What C's Memory Management Gets Rightish

chromatic on 2008-05-24T18:28:07

In Double-Speed, I gave numbers for two Parrot optimizations that added up to a big improvement. Several people asked for explanations.

The most dramatic change is a refinement on stack chunk recycling, which I first explained in Refcounting Isn't All Bad. I've been thinking a lot lately about the difference between things which happen often versus things which happen rarely. Even though continuations at the VM level mean that control flow is not always a perfect singly-linked list of call frames, control flow is usually a singly-linked list of call frames. Though your call state can be a tree, in practice taking a continuation is rare.

In Parrot, taking a continuation is the only thing that will increase the reference count of a stack chunk. (I assume by now that you either understand continuations enough to know what I mean, or you can look it up for yourself. The important point is that a continuation captures a point in the call graph and keeps it alive as long as the continuation is alive. This allows the continuation to return to that point in the call graph whenever you invoke it.)

When I realized this, I removed all of the other refcount manipulations from the system. The only remaining refcount manipulation is for creating and destroying continuations. That's why Parrot revision 27567 gave a 30% improvement in the Rakudo-building benchmark.
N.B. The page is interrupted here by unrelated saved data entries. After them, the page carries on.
// SPDX-License-Identifier: AGPL-3.0-or-later
//
// Copyright (C) 2025 Daniel Negri
//
// This program is free software: you can redistribute it and/or modify
// it under the terms of the GNU Affero General Public License as published by
// the Free Software Foundation, either version 3 of the License, or
// (at your option) any later version.
//
// This program is distributed in the hope that it will be useful,
// but WITHOUT ANY WARRANTY; without even the implied warranty of
// MERCHANTABILITY or FITNESS FOR A PARTICULAR PURPOSE. See the
// GNU Affero General Public License for more details.
//
// You should have received a copy of the GNU Affero General Public License
// along with this program. If not, see <https://www.gnu.org/licenses/>.

//! On-chain identity handles.
//!
//! Each token holder carries an opaque identity handle created lazily on
//! first contact. The ledger never inspects identities; claims are wired
//! for future use and currently always read back empty.

use crate::base::Address;
use dashmap::DashMap;
use serde::Serialize;
use std::sync::atomic::{AtomicU64, Ordering};

/// An identity claim. No claim issuer is integrated yet, so every lookup
/// returns the empty claim.
#[derive(Debug, Clone, Default, PartialEq, Eq, Serialize)]
pub struct Claim {
    pub topic: u64,
    pub scheme: u64,
    pub issuer: Address,
    pub signature: Vec<u8>,
    pub data: Vec<u8>,
    pub uri: String,
}

/// Registry allocating identity handles for holder wallets.
///
/// Handles are deterministic non-zero addresses in a reserved range; one
/// wallet always maps to the same handle.
#[derive(Debug)]
pub struct IdentityRegistry {
    identities: DashMap<Address, Address>,
    next_id: AtomicU64,
}

impl IdentityRegistry {
    /// Handle addresses start high to stay clear of gateway-allocated
    /// token/offering instance addresses.
    const HANDLE_BASE: u64 = 0x1000_0000;

    pub fn new() -> Self {
        Self {
            identities: DashMap::new(),
            next_id: AtomicU64::new(1),
        }
    }

    /// Returns the wallet's identity handle, allocating one on first use.
    pub fn create_identity(&self, owner: Address) -> Address {
        *self.identities.entry(owner).or_insert_with(|| {
            let id = self.next_id.fetch_add(1, Ordering::SeqCst);
            Address::from_low_u64(Self::HANDLE_BASE + id)
        })
    }

    /// Handle previously allocated for `owner`, if any.
    pub fn identity_of(&self, owner: Address) -> Option<Address> {
        self.identities.get(&owner).map(|entry| *entry)
    }

    /// Claim lookup placeholder: any topic on any handle yields the empty
    /// claim.
    pub fn get_claim(&self, _handle: Address, _topic: u64) -> Claim {
        Claim::default()
    }
}

impl Default for IdentityRegistry {
    fn default() -> Self {
        Self::new()
    }
}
Parrot revision 27568 is more interesting. The final diff chunks, for the isa vtable entry, tell the story. Given a PMC and the name of a class, is the PMC an instance of the class or one of its ancestors?

To answer this question, the function must get the name of the PMC's current class. That's the call to the get_string vtable entry.

The second chunk of the diff shows this function. It performs some calculations and caches the name, so there's a lazy-evaluation semantic here. Then it returns a copy of the name. (Don't worry -- it's a copy-on-write copy. I disabled COW once in Parrot for fun and, well, if there's one optimization we're keeping, it's that one. Yikes.)

Why?

Strings are mutable in Parrot. If you wanted to subclass a class at runtime, you might grab the name of the parent class, append a counter or other mangling to its name, and use the result as the name of the subclass. If you modified the same string that the parent class used in its name cache, you'd effectively change the class's name in place. (I should mention that strings are in two pieces. There's a string header and a string body. Headers are all of uniform size. Bodies are appropriate to the length of the string. This makes GC much easier in many ways and also makes COW possible.)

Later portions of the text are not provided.